[Dataset entries]
▽

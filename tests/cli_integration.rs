// CLI integration tests for the anytable binary.
use std::io::Write;
use std::path::{Path, PathBuf};
use std::process::{Command, Output, Stdio};

use serde_json::{Value, json};

fn cmd() -> Command {
    let exe = env!("CARGO_BIN_EXE_anytable");
    Command::new(exe)
}

fn fixture(name: &str) -> PathBuf {
    Path::new(env!("CARGO_MANIFEST_DIR")).join("tests/data").join(name)
}

fn path_arg(path: &Path) -> String {
    path.to_str().expect("utf8 path").to_string()
}

fn parse_json(value: &str) -> Value {
    serde_json::from_str(value).expect("valid json")
}

fn parse_json_lines(output: &[u8]) -> Vec<Value> {
    std::str::from_utf8(output)
        .expect("utf8")
        .lines()
        .map(parse_json)
        .collect()
}

fn run_with_stdin(args: &[&str], input: &str) -> Output {
    let mut child = cmd()
        .args(args)
        .stdin(Stdio::piped())
        .stdout(Stdio::piped())
        .stderr(Stdio::piped())
        .spawn()
        .expect("spawn");
    child
        .stdin
        .take()
        .expect("stdin")
        .write_all(input.as_bytes())
        .expect("write stdin");
    child.wait_with_output().expect("wait")
}

fn stderr_error(output: &Output) -> Value {
    let text = std::str::from_utf8(&output.stderr).expect("utf8");
    let line = text
        .lines()
        .find(|line| line.starts_with('{'))
        .expect("json error line");
    parse_json(line)["error"].clone()
}

#[test]
fn spec_prints_canonical_form() {
    let output = cmd()
        .args([
            "spec",
            r#"{:type fixed-width :location "breeds.txt" :headers ["breed" "category" "size"] :widths [12 5 6]}"#,
        ])
        .output()
        .expect("spec");
    assert!(output.status.success());
    let value = parse_json(std::str::from_utf8(&output.stdout).expect("utf8"));
    assert_eq!(value["kind"], "fixed-width");
    assert_eq!(value["location"], "breeds.txt");
    assert_eq!(value["headers"], json!(["breed", "category", "size"]));
    assert_eq!(value["widths"], json!([12, 5, 6]));
    assert!(value.get("type").is_none());
}

#[test]
fn headers_are_inferred_or_declared() {
    let output = cmd()
        .args(["headers", &path_arg(&fixture("breeds.tab"))])
        .output()
        .expect("headers");
    assert!(output.status.success());
    let value = parse_json(std::str::from_utf8(&output.stdout).expect("utf8"));
    assert_eq!(value, json!(["breed", "category", "size"]));

    let spec = format!(
        r#"{{"kind":"fixed-width","location":"{}","headers":["a","b","c"],"widths":[12,5,6]}}"#,
        path_arg(&fixture("breeds.txt"))
    );
    let output = cmd().args(["headers", &spec]).output().expect("headers");
    assert!(output.status.success());
    let value = parse_json(std::str::from_utf8(&output.stdout).expect("utf8"));
    assert_eq!(value, json!(["a", "b", "c"]));
}

#[test]
fn cat_streams_rows_and_records() {
    let location = path_arg(&fixture("breeds.tab"));
    let output = cmd().args(["cat", &location]).output().expect("cat");
    assert!(output.status.success());
    let rows = parse_json_lines(&output.stdout);
    assert_eq!(rows.len(), 3);
    assert_eq!(rows[0], json!(["Beagle", "Hound", "Medium"]));
    assert_eq!(rows[2], json!(["Chihuahua", "", "Small"]));

    let output = cmd()
        .args(["cat", &location, "--records", "--limit", "2"])
        .output()
        .expect("cat records");
    assert!(output.status.success());
    let records = parse_json_lines(&output.stdout);
    assert_eq!(records.len(), 2);
    assert_eq!(records[1]["breed"], "Basset Hound");
    assert_eq!(records[1]["size"], "Large");
}

#[test]
fn write_then_cat_round_trips() {
    let temp = tempfile::tempdir().expect("tempdir");
    let path = temp.path().join("out.txt");
    let spec = format!(
        r#"{{:kind fixed-width :location "{}" :headers ["breed" "category" "size"] :widths [12 5 6]}}"#,
        path_arg(&path)
    );

    let input = "{\"breed\":\"Beagle\",\"category\":\"Hound\",\"size\":\"Medium\"}\n\n{\"breed\":\"Pug\",\"size\":\"Small\"}\n";
    let output = run_with_stdin(&["write", &spec, "--records"], input);
    assert!(output.status.success(), "{}", String::from_utf8_lossy(&output.stderr));
    let summary = parse_json(std::str::from_utf8(&output.stdout).expect("utf8"));
    assert_eq!(summary["written"], 2);
    assert_eq!(
        std::fs::read_to_string(&path).expect("read"),
        "Beagle      HoundMedium\nPug              Small \n"
    );

    let output = cmd().args(["cat", &spec]).output().expect("cat");
    assert!(output.status.success());
    let rows = parse_json_lines(&output.stdout);
    assert_eq!(rows, [json!(["Beagle", "Hound", "Medium"]), json!(["Pug", "", "Small"])]);
}

#[test]
fn write_rejects_bad_input_with_row_context() {
    let temp = tempfile::tempdir().expect("tempdir");
    let path = temp.path().join("bad.tab");
    let spec = format!(
        r#"{{:kind delimited :location "{}" :headers ["a" "b"]}}"#,
        path_arg(&path)
    );
    let output = run_with_stdin(&["write", &spec], "[\"1\",\"2\"]\n[\"3\"]\n");
    assert!(!output.status.success());
    assert_eq!(output.status.code(), Some(10));
    let err = stderr_error(&output);
    assert_eq!(err["kind"], "SchemaMismatch");
    assert_eq!(err["row"], 1);
}

#[test]
fn copy_converts_between_formats() {
    let temp = tempfile::tempdir().expect("tempdir");
    let path = temp.path().join("breeds.txt");
    let to = format!(
        r#"{{:kind fixed-width :location "{}" :widths [12 5 6]}}"#,
        path_arg(&path)
    );
    let output = cmd()
        .args(["copy", &path_arg(&fixture("breeds.tab")), &to, "--records"])
        .output()
        .expect("copy");
    assert!(output.status.success(), "{}", String::from_utf8_lossy(&output.stderr));
    let summary = parse_json(std::str::from_utf8(&output.stdout).expect("utf8"));
    assert_eq!(summary["copied"], 3);
    assert_eq!(
        std::fs::read_to_string(&path).expect("read"),
        std::fs::read_to_string(fixture("breeds.txt")).expect("fixture")
    );
}

#[test]
fn delete_removes_the_table() {
    let temp = tempfile::tempdir().expect("tempdir");
    let path = temp.path().join("gone.tab");
    std::fs::copy(fixture("breeds.tab"), &path).expect("copy fixture");
    let output = cmd().args(["delete", &path_arg(&path)]).output().expect("delete");
    assert!(output.status.success());
    assert!(!path.exists());

    let output = cmd().args(["delete", &path_arg(&path)]).output().expect("delete again");
    assert_eq!(output.status.code(), Some(3));
    let err = stderr_error(&output);
    assert_eq!(err["kind"], "NotFound");
    assert!(err["hint"].as_str().is_some());
}

#[test]
fn formats_lists_builtins() {
    let output = cmd().args(["formats"]).output().expect("formats");
    assert!(output.status.success());
    let value = parse_json(std::str::from_utf8(&output.stdout).expect("utf8"));
    assert_eq!(value["formats"], json!(["delimited", "fixed-width"]));
}

#[test]
fn errors_map_to_exit_codes() {
    let output = cmd().args(["spec", "{:kind delimited"]).output().expect("spec");
    assert_eq!(output.status.code(), Some(4));
    assert_eq!(stderr_error(&output)["kind"], "InvalidSpec");

    let output = cmd()
        .args(["cat", "{:kind parquet :location \"x.parquet\"}"])
        .output()
        .expect("cat");
    assert_eq!(output.status.code(), Some(7));
    assert_eq!(stderr_error(&output)["kind"], "UnknownFormat");

    let output = cmd()
        .args(["cat", "{:kind delimited :location \"/no/such/dir/t.tab\"}", "--records"])
        .output()
        .expect("cat");
    assert_eq!(output.status.code(), Some(3));

    let output = cmd().args(["cat"]).output().expect("usage");
    assert_eq!(output.status.code(), Some(2));
    assert_eq!(stderr_error(&output)["kind"], "Usage");
}

#[test]
fn completion_prints_a_script() {
    let output = cmd().args(["completion", "bash"]).output().expect("completion");
    assert!(output.status.success());
    assert!(String::from_utf8_lossy(&output.stdout).contains("anytable"));
}
fn error_text(err: &Error, use_color: bool) -> String {
    let mut lines = Vec::new();
    lines.push(format!(
        "{} {}",
        colorize_label("error:", use_color, AnsiColor::Red),
        error_message(err)
    ));

    if let Some(hint) = err.hint() {
        lines.push(format!(
            "{} {hint}",
            colorize_label("hint:", use_color, AnsiColor::Yellow)
        ));
    }
    if let Some(path) = err.path() {
        lines.push(format!(
            "{} {}",
            colorize_label("path:", use_color, AnsiColor::Yellow),
            path.display()
        ));
    }
    if let Some(row) = err.row() {
        lines.push(format!(
            "{} {row}",
            colorize_label("row:", use_color, AnsiColor::Yellow)
        ));
    }

    let causes = error_causes(err);
    if let Some(cause) = causes.first() {
        lines.push(format!(
            "{} {cause}",
            colorize_label("caused by:", use_color, AnsiColor::Yellow)
        ));
    }

    lines.join("\n")
}

fn clap_error_summary(err: &clap::Error) -> String {
    for line in err.to_string().lines() {
        let trimmed = line.trim();
        if trimmed.is_empty() {
            continue;
        }
        if let Some(rest) = trimmed.strip_prefix("error:") {
            return rest.trim().to_string();
        }
        return trimmed.to_string();
    }
    "invalid arguments".to_string()
}

fn clap_error_hint(err: &clap::Error) -> String {
    let rendered = err.to_string();
    let usage = rendered
        .lines()
        .find_map(|line| line.trim().strip_prefix("Usage: "))
        .map(str::trim);
    let Some(usage) = usage else {
        return "Try `anytable --help`.".to_string();
    };

    let tokens: Vec<&str> = usage.split_whitespace().collect();
    let Some(pos) = tokens.iter().position(|t| *t == "anytable") else {
        return "Try `anytable --help`.".to_string();
    };
    let parts: Vec<&str> = tokens
        .iter()
        .skip(pos + 1)
        .take_while(|token| {
            !token.starts_with('-') && !token.starts_with('<') && !token.starts_with('[')
        })
        .copied()
        .collect();
    if parts.is_empty() {
        return "Try `anytable --help`.".to_string();
    }
    format!("Try `anytable {} --help`.", parts.join(" "))
}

△

__TASK PROMPT__
Filter the data for the string "piped". Copy each matching line.

__ANSWER TO THIS TASK__
        .stdin(Stdio::piped())
        .stdout(Stdio::piped())
        .stderr(Stdio::piped())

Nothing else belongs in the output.